Action item:
Scan the entries for lines with the word "range", then copy those lines.

Listed records:
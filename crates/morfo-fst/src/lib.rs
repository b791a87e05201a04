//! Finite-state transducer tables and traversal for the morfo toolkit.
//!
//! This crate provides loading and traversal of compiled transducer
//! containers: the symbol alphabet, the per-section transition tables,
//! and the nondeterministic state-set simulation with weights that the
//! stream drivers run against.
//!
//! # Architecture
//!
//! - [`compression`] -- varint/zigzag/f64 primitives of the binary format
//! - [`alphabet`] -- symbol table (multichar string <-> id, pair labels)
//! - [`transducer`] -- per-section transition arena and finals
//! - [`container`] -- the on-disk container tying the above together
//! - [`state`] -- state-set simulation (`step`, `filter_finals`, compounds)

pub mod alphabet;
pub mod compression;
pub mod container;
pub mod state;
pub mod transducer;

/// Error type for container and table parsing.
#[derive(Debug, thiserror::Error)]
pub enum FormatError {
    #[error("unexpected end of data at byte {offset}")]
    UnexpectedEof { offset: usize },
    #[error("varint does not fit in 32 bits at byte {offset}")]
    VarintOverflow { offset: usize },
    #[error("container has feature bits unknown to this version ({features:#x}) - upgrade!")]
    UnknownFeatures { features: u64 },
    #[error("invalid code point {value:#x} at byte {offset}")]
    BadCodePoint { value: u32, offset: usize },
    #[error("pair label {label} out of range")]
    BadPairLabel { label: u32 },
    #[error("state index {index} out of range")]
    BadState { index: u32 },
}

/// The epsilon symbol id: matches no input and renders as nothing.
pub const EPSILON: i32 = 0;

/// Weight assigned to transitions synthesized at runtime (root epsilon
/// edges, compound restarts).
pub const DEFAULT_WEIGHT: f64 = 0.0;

==

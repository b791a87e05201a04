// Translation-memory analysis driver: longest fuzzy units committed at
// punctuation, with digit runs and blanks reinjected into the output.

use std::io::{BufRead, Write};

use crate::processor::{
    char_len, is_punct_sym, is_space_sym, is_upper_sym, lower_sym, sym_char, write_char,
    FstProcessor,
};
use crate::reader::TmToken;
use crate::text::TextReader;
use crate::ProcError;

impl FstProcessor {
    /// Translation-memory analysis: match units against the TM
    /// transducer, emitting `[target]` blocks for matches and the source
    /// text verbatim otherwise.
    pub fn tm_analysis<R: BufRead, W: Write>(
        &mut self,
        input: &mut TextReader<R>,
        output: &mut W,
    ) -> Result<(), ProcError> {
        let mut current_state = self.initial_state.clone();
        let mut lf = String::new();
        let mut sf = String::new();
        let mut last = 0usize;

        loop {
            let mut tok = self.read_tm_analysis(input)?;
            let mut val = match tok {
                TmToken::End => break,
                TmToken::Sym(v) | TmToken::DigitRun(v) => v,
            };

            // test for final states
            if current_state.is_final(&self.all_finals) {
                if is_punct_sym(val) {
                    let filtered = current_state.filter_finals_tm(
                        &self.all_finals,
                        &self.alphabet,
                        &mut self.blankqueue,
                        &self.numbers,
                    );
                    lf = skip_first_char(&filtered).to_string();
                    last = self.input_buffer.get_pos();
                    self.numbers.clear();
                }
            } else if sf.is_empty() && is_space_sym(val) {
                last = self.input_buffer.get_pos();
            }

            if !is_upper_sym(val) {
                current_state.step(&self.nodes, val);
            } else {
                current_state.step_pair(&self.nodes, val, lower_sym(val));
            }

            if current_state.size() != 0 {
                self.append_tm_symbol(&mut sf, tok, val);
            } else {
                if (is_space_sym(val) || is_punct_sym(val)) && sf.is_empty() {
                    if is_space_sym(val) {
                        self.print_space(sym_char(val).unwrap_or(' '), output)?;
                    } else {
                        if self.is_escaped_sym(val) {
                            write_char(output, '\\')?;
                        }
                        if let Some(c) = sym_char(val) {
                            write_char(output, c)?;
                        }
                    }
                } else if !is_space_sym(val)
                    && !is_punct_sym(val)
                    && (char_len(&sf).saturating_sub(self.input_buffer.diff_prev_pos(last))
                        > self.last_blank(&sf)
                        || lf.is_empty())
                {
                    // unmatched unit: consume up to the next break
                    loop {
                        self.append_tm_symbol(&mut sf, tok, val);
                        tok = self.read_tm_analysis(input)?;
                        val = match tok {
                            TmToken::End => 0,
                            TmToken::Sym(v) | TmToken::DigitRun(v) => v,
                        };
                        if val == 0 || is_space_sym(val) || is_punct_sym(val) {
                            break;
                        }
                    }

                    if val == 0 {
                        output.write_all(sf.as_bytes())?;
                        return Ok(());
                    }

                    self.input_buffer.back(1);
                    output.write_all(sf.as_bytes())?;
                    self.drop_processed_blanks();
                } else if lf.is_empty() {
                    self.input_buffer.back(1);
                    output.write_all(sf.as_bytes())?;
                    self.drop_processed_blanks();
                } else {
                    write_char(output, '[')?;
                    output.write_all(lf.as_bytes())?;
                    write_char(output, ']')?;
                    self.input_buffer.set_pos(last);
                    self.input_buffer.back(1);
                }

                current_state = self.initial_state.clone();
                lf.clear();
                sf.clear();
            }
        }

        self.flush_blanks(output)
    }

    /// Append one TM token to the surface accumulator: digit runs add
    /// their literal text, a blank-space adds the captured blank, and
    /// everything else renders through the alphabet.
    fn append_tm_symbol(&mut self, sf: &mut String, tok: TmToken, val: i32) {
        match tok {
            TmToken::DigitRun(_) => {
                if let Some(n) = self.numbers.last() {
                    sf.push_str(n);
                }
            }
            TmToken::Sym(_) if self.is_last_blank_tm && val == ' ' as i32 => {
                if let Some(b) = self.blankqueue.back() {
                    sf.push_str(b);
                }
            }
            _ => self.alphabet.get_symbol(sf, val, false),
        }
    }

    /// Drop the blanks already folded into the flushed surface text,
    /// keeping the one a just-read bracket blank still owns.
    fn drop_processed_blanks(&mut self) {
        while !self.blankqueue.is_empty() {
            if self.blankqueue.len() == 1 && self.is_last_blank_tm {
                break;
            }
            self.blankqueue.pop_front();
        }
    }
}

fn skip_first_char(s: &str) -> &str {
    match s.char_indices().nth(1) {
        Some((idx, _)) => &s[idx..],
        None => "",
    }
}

Solution to this task:
    #[error("pair label {label} out of range")]
    #[error("state index {index} out of range")]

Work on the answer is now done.